Go through the listing and return every line with "column" in it.

---------- Input material ----------

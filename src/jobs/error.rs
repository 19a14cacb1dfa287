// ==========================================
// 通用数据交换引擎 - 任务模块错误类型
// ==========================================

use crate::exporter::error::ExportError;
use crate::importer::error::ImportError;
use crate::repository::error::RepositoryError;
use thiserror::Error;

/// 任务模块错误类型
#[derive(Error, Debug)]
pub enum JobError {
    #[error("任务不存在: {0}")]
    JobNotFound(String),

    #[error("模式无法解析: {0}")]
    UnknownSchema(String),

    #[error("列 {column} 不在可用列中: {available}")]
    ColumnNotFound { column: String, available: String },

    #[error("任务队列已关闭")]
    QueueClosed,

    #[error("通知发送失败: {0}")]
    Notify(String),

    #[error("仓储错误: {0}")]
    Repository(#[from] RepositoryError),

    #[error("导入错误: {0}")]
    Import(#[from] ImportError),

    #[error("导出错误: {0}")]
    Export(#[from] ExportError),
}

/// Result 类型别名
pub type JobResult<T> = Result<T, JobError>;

----------

§ **Completed task**
    #[error("列 {column} 不在可用列中: {available}")]
    ColumnNotFound { column: String, available: String },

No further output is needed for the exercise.